Stored data entries:
----------------

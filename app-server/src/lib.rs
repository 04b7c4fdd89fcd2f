//! # Course Generation App Server
//!
//! Hosts a [`GenerationManager`] behind a line-delimited JSON protocol on
//! stdio. Requests are answered in order; tree snapshots are pushed as
//! notifications whenever a streamed event changes a unit.
//!
//! ## Architecture
//!
//! ```text
//! ┌─────────────────────────────────────────────────────────────────┐
//! │                        App Server                               │
//! ├─────────────────────────────────────────────────────────────────┤
//! │  stdin ──► ClientRequest ──► GenerationHandler ──► response     │
//! │                                    │                            │
//! │               orchestrators ──► next_update ──► tree_updated    │
//! │                                                     │           │
//! │                          OutgoingMessageSender ──► stdout       │
//! └─────────────────────────────────────────────────────────────────┘
//! ```

pub mod generation_handler;
pub mod outgoing_message;
pub mod protocol;

use std::sync::Arc;

use coursegen_engine::{
    CredentialProvider, EngineConfig, GenerationManager, HttpCourseRepository,
    HttpGenerationBackend, StaticCredentials,
};
use serde_json::Value;
use tokio::io::{AsyncBufReadExt, AsyncRead, AsyncWrite, BufReader};
use tracing::{info, warn};

pub use generation_handler::GenerationHandler;
pub use outgoing_message::{OutgoingMessageSender, spawn_writer};

use crate::protocol::{ClientRequest, ErrorBody, INVALID_REQUEST, PARSE_ERROR, RequestId};

/// Build the HTTP-backed manager and serve it on stdio.
pub async fn run_main(config: EngineConfig, course_id: Option<String>) -> anyhow::Result<()> {
    let credentials: Arc<dyn CredentialProvider> = Arc::new(StaticCredentials::from_env());
    let backend = HttpGenerationBackend::new(config.backend.clone())?
        .with_credentials(Arc::clone(&credentials));
    let repository =
        HttpCourseRepository::new(config.backend.clone())?.with_credentials(credentials);

    let mut manager =
        GenerationManager::new(Arc::new(backend), &config).with_repository(Arc::new(repository));
    if let Some(course_id) = course_id {
        manager = manager.with_course(course_id);
    }

    run(
        GenerationHandler::new(manager),
        tokio::io::stdin(),
        tokio::io::stdout(),
    )
    .await
}

/// Serve requests read from `input` until it closes, then let running
/// generations finish before returning.
pub async fn run<R, W>(mut handler: GenerationHandler, input: R, output: W) -> anyhow::Result<()>
where
    R: AsyncRead + Unpin,
    W: AsyncWrite + Unpin + Send + 'static,
{
    let (outgoing, writer) = spawn_writer(output);
    let mut lines = BufReader::new(input).lines();
    info!("App server ready");

    loop {
        tokio::select! {
            line = lines.next_line() => match line? {
                Some(line) => handle_line(&mut handler, &line, &outgoing).await,
                None => break,
            },
            Some(update) = handler.next_update(), if !handler.is_idle() => {
                handler.process_update(update, &outgoing).await;
            }
        }
    }

    info!("Input closed; waiting for running generations");
    while let Some(update) = handler.next_update().await {
        handler.process_update(update, &outgoing).await;
    }

    drop(outgoing);
    writer.await??;
    Ok(())
}

async fn handle_line(handler: &mut GenerationHandler, line: &str, outgoing: &OutgoingMessageSender) {
    let line = line.trim();
    if line.is_empty() {
        return;
    }

    let value: Value = match serde_json::from_str(line) {
        Ok(value) => value,
        Err(e) => {
            warn!("Unparseable request: {e}");
            outgoing
                .send_error(
                    None,
                    ErrorBody {
                        code: PARSE_ERROR,
                        message: e.to_string(),
                    },
                )
                .await;
            return;
        }
    };

    let id = value
        .get("id")
        .cloned()
        .and_then(|id| serde_json::from_value::<RequestId>(id).ok());
    match serde_json::from_value::<ClientRequest>(value) {
        Ok(request) => handler.handle_request(request, outgoing).await,
        Err(e) => {
            warn!("Invalid request: {e}");
            outgoing
                .send_error(
                    id,
                    ErrorBody {
                        code: INVALID_REQUEST,
                        message: e.to_string(),
                    },
                )
                .await;
        }
    }
}
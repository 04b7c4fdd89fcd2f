//! # Course Generation Engine
//!
//! Tracks every content unit of a course while a language model generates it,
//! from the moment it is requested until it is complete, failed or cancelled.
//!
//! - **Store**: authoritative unit state and its lifecycle
//! - **Orchestrators**: one task per streaming request
//! - **Tree**: deterministic module → chapter → material projection
//! - **Diff**: review of proposed modifications before they are committed
//!
//! ## Architecture
//!
//! ```text
//! ┌─────────────────────────────────────────────────────────────────┐
//! │                      GenerationManager                          │
//! ├─────────────────────────────────────────────────────────────────┤
//! │  generate / modify / retry                                      │
//! │        │                                                        │
//! │        ▼                                                        │
//! │  StreamOrchestrator ──► GenerationBackend ──► bytes             │
//! │        │                                        │               │
//! │        │◄──────────── EventParser ◄─────────────┘               │
//! │        ▼                                                        │
//! │  dispatch channel ──► ContentUnitStore ──► TreeReconciler       │
//! │                              ▲                                  │
//! │  approve / reject / cancel ──┘                                  │
//! └─────────────────────────────────────────────────────────────────┘
//! ```
//!
//! ## Example
//!
//! ```ignore
//! use std::sync::Arc;
//! use coursegen_engine::{EngineConfig, GenerateSpec, GenerationManager, HttpGenerationBackend};
//! use coursegen_protocol::{Coordinates, MaterialKind};
//!
//! let config = EngineConfig::default();
//! let backend = HttpGenerationBackend::new(config.backend.clone())?;
//! let mut manager = GenerationManager::new(Arc::new(backend), &config);
//!
//! manager.generate(GenerateSpec::material(MaterialKind::Slide, Coordinates::slide(1, 1, 1)))?;
//! while let Some(update) = manager.next_update().await {
//!     if update.changed() {
//!         render(manager.tree());
//!     }
//! }
//! ```

pub mod backend;
pub mod config;
pub mod diff;
pub mod error;
pub mod manager;
pub mod orchestrator;
pub mod persistence;
pub mod reducer;
pub mod store;
pub mod tree;
pub mod unit;

pub use backend::{
    ByteStream, ChannelBackend, CredentialProvider, GenerationBackend, HttpGenerationBackend,
    OpenedStream, StaticCredentials, TOKEN_ENV_VAR,
};
pub use config::{BackendConfig, DispatchConfig, EngineConfig, StreamConfig, TreeConfig};
pub use diff::{
    ChangeReview, DiffLine, DiffSummary, LineChange, SideBySide, SideLine, side_by_side,
    unified_diff,
};
pub use error::{BackendError, EngineError, Result};
pub use manager::{GenerateSpec, GenerationManager, Update};
pub use orchestrator::{
    Dispatch, DispatchKind, HandleId, OrchestratorContext, OrchestratorHandle, StreamOrchestrator,
};
pub use persistence::{
    CourseRepository, HttpCourseRepository, InMemoryCourseRepository, MaterialRecord,
};
pub use reducer::{TRANSPORT_ERROR_MARKER, reduce, transport_error_message};
pub use store::{ApplyOutcome, ContentUnitStore, StoreStats};
pub use tree::{ChapterNode, ModuleNode, NodeKey, TreeEntry, TreeReconciler, TreeView};
pub use unit::{
    ContentUnit, DecisionStatus, PendingChange, Progress, RunKind, RunState, TargetedChange,
    UnitId, UnitStatus,
};
//! Handler turning client requests into generation manager calls.

use coursegen_engine::{EngineError, GenerationManager, Update};
use serde_json::Value;
use tracing::{debug, info, warn};

use crate::outgoing_message::OutgoingMessageSender;
use crate::protocol::{
    Ack, CancelResponse, ClientCall, ClientRequest, DecisionResponse, ErrorBody, GenerateResponse,
    INVALID_PARAMS, LoadExistingResponse, ReviewResponse, ServerNotification, ToggleResponse,
    TreeUpdatedNotification, UnitFinishedNotification,
};

/// Owns the generation manager for one client session.
pub struct GenerationHandler {
    manager: GenerationManager,
}

impl GenerationHandler {
    pub fn new(manager: GenerationManager) -> Self {
        Self { manager }
    }

    pub fn manager(&self) -> &GenerationManager {
        &self.manager
    }

    /// Answer one request and, when it changed anything, push the new tree.
    pub async fn handle_request(&mut self, request: ClientRequest, outgoing: &OutgoingMessageSender) {
        let call = match request.call() {
            Ok(call) => call,
            Err(e) => {
                warn!("Invalid params for {}: {e}", request.method);
                outgoing
                    .send_error(
                        Some(request.id),
                        ErrorBody {
                            code: INVALID_PARAMS,
                            message: e.to_string(),
                        },
                    )
                    .await;
                return;
            }
        };

        let method = call.method();
        let read_only = matches!(call, ClientCall::Tree | ClientCall::Review(_));
        debug!("Handling {method}");

        match self.dispatch(call).await {
            Ok(result) => {
                outgoing.send_response(request.id, result).await;
                if !read_only {
                    self.notify_tree(outgoing).await;
                }
            }
            Err(e) => {
                warn!("{method} failed: {e}");
                outgoing
                    .send_error(Some(request.id), ErrorBody::from(&e))
                    .await;
            }
        }
    }

    async fn dispatch(&mut self, call: ClientCall) -> Result<Value, EngineError> {
        let manager = &mut self.manager;
        let result = match call {
            ClientCall::LoadExisting(params) => {
                let loaded = manager.load_existing(&params.course_id).await?;
                serde_json::to_value(LoadExistingResponse { loaded })?
            }
            ClientCall::Generate(spec) => {
                let unit_id = manager.generate(spec)?;
                info!("Generating unit {unit_id}");
                serde_json::to_value(GenerateResponse { unit_id })?
            }
            ClientCall::Modify(params) => {
                manager.modify(&params.unit_id, params.instruction)?;
                serde_json::to_value(Ack::ok())?
            }
            ClientCall::Retry(params) => {
                manager.retry(&params.unit_id)?;
                serde_json::to_value(Ack::ok())?
            }
            ClientCall::Cancel(params) => {
                let cancelled = manager.cancel(&params.unit_id)?;
                serde_json::to_value(CancelResponse { cancelled })?
            }
            ClientCall::Remove(params) => {
                manager.remove(&params.unit_id)?;
                serde_json::to_value(Ack::ok())?
            }
            ClientCall::Select(params) => {
                manager.select(params.unit_id)?;
                serde_json::to_value(Ack::ok())?
            }
            ClientCall::Toggle(key) => {
                let expanded = manager.toggle_expanded(key);
                serde_json::to_value(ToggleResponse { expanded })?
            }
            ClientCall::Review(params) => {
                let review = manager.review(&params.unit_id)?;
                serde_json::to_value(ReviewResponse { review })?
            }
            ClientCall::Approve(params) => {
                let change = manager.approve(&params.unit_id)?;
                serde_json::to_value(DecisionResponse {
                    unit_id: params.unit_id,
                    change,
                })?
            }
            ClientCall::Reject(params) => {
                let change = manager.reject(&params.unit_id)?;
                serde_json::to_value(DecisionResponse {
                    unit_id: params.unit_id,
                    change,
                })?
            }
            ClientCall::Tree => serde_json::to_value(manager.tree())?,
        };
        Ok(result)
    }

    pub fn is_idle(&self) -> bool {
        self.manager.is_idle()
    }

    pub async fn next_update(&mut self) -> Option<Update> {
        self.manager.next_update().await
    }

    /// Push notifications for an applied dispatch.
    pub async fn process_update(&mut self, update: Update, outgoing: &OutgoingMessageSender) {
        if !update.changed() {
            return;
        }
        self.notify_tree(outgoing).await;

        let Some(unit) = self.manager.unit(update.unit_id()) else {
            return;
        };
        if unit.status.is_terminal() {
            outgoing
                .send_server_notification(ServerNotification::UnitFinished(
                    UnitFinishedNotification {
                        unit_id: unit.id.clone(),
                        status: unit.status,
                    },
                ))
                .await;
        }
    }

    async fn notify_tree(&self, outgoing: &OutgoingMessageSender) {
        outgoing
            .send_server_notification(ServerNotification::TreeUpdated(TreeUpdatedNotification {
                tree: self.manager.tree(),
                stats: self.manager.stats().into(),
            }))
            .await;
    }
}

----------------

• _Required work_
What is the number of lines in the records that hold the word "MaterialKind"? Answer with that number only.

• _Response below_
2